Distractor 3: Viridans group streptococci
Why you might be tempted:
- Another “strep” that lives in humans
- Can cause bacteremia/endocarditis
Why it’s wrong here:
- Viridans are α-hemolytic (or non-hemolytic), not β
- Classic diseases are about oral flora:
- Dental caries (S. mutans)
- Subacute endocarditis after dental work on damaged valves
- Brain abscess in some contexts
High-yield differentiator test:
- Optochin resistant (vs Strep pneumo sensitive)
Exam move: Viridans = mouth + valves + α-hemolysis. Not the neonatal early sepsis headline.
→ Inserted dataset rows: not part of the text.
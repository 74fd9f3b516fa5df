pub mod app;
pub mod catalog;
pub mod engine;
pub mod models;
pub mod routes;
pub mod services;
pub mod state;
pub mod utils;
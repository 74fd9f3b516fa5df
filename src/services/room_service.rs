use serde::{Deserialize, Serialize};

use crate::engine::{view, Actor};
use crate::models::game::GameState;
use crate::state::AppState;

/// ルーム一覧用の要約。座席の中身は出さない
#[derive(Debug, Clone, Serialize, Deserialize)]
pub struct RoomSummary {
    pub room_id: String,
    pub seat_count: usize,
    pub occupied_count: usize,
    pub phase: String,
    pub is_over: bool,
}

impl RoomSummary {
    fn of(game: &GameState) -> Self {
        RoomSummary {
            room_id: game.room_id.clone(),
            seat_count: game.seats.len(),
            occupied_count: game.seats.iter().filter(|s| s.is_occupied()).count(),
            phase: game.phase.to_string(),
            is_over: game.game_over.is_over,
        }
    }
}

pub async fn create_room(state: AppState, seat_count: usize) -> String {
    let mut games = state.games.lock().await;
    let new_id = games
        .keys()
        .filter_map(|k| k.parse::<u32>().ok())
        .max()
        .unwrap_or(0)
        + 1;
    let room_id = new_id.to_string();
    let game = state.engine.create_game(&room_id, seat_count);
    games.insert(room_id.clone(), game);
    room_id
}

pub async fn get_rooms(state: &AppState) -> Vec<RoomSummary> {
    let games = state.games.lock().await;
    let mut rooms: Vec<RoomSummary> = games.values().map(RoomSummary::of).collect();
    rooms.sort_by_key(|r| r.room_id.parse::<u32>().unwrap_or(u32::MAX));
    rooms
}

/// 閲覧者の立場でフィルタした状態を返す
pub async fn get_room_info(
    state: &AppState,
    room_id: &str,
    viewer: &Actor,
) -> Result<GameState, String> {
    let games = state.games.lock().await;
    if let Some(game) = games.get(room_id) {
        Ok(view::filter_state_for_viewer(game, viewer))
    } else {
        Err("Room not found".to_string())
    }
}

pub async fn delete_room(state: AppState, room_id: &str) -> bool {
    let removed = state.games.lock().await.remove(room_id).is_some();
    if removed {
        state.channel.lock().await.remove(room_id);
    }
    removed
}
Distractor 4: Staphylococcus aureus
Why you might be tempted:
- Common cause of sepsis
- Gram-positive cocci (and question writers love S. aureus)
Why it’s wrong here:
- Arrangement is wrong: Staph forms clusters, not chains
- You’re told β-hemolytic strep with CAMP+—that’s not staph logic
High-yield ID pearls:
- Catalase positive (all staph)
- Coagulase positive (S. aureus)
- Often MRSA in hospital/community settings
- Causes: endocarditis (IVDU), osteomyelitis, skin abscesses, toxin-mediated disease (TSS, scalded skin, rapid-onset food poisoning)
Exam move: Chains → strep/enterococcus. Clusters → staph.
Distractor 5: Staphylococcus epidermidis
Why you might be tempted:
- Neonates and bacteremia can involve lines/devices
- “Coagulase-negative staph” appears in hospital vignettes
Why it’s wrong here:
- Not a classic cause of early-onset neonatal pneumonia/sepsis from maternal transmission
- Associated with:
- Prosthetic valves
- Prosthetic joints
- Indwelling catheters
- Also: clusters, not chains
High-yield ID pearl:
- Novobiocin sensitive
- Biofilm formation
Exam move: If the clue is device/prosthesis, think S. epidermidis. If it’s day-1 newborn + mom colonization, think GBS.
Distractor 6: Enterococcus faecalis / faecium
Why you might be tempted:
- Can appear as gram-positive cocci in chains
- Important nosocomial pathogens; can cause bacteremia
Why it’s wrong here:
- Not the classic “early-onset neonatal sepsis/pneumonia from vaginal colonization” answer (GBS is)
- Enterococcus is more associated with:
- UTIs
- Biliary tract infection
- Endocarditis
- Nosocomial infections, often resistant (VRE)
High-yield differentiator tests:
- Bile esculin positive
- Growth in 6.5% NaCl
- Often γ-hemolytic (but can vary)
Exam move: If the stem highlights UTI, instrumentation, or hospital resistance, Enterococcus climbs. For newborn early sepsis, GBS wins.
Must-Know GBS Facts (USMLE Gold)
Virulence & pathogenesis
- Polysaccharide capsule helps evade phagocytosis
- Colonizes GI and GU tract of adults → maternal carriage → newborn exposure during delivery
Screening & prevention (OB + Peds crossover)
- Universal screening at 36–37 weeks
- Intrapartum antibiotic prophylaxis for:
- Positive screen
- GBS bacteriuria during pregnancy
- Prior infant with invasive GBS disease
- Unknown status + risk factors (e.g., fever, prolonged rupture of membranes)
Drug of choice: Penicillin G (or ampicillin)
If penicillin allergy: depends on anaphylaxis risk and susceptibility (commonly cefazolin if low risk; alternatives like clindamycin require susceptibility testing).
Lab ID shortcuts
- β-hemolytic
- CAMP positive (enhanced hemolysis near S. aureus streak)
- Hippurate hydrolysis positive
- Bacitracin resistant (helps separate from GAS)
Rapid “One-Liner” for Test Day
GBS = β-hemolytic strep in chains, CAMP+, hippurate+, colonizes vagina → early neonatal sepsis/pneumonia (and late neonatal meningitis).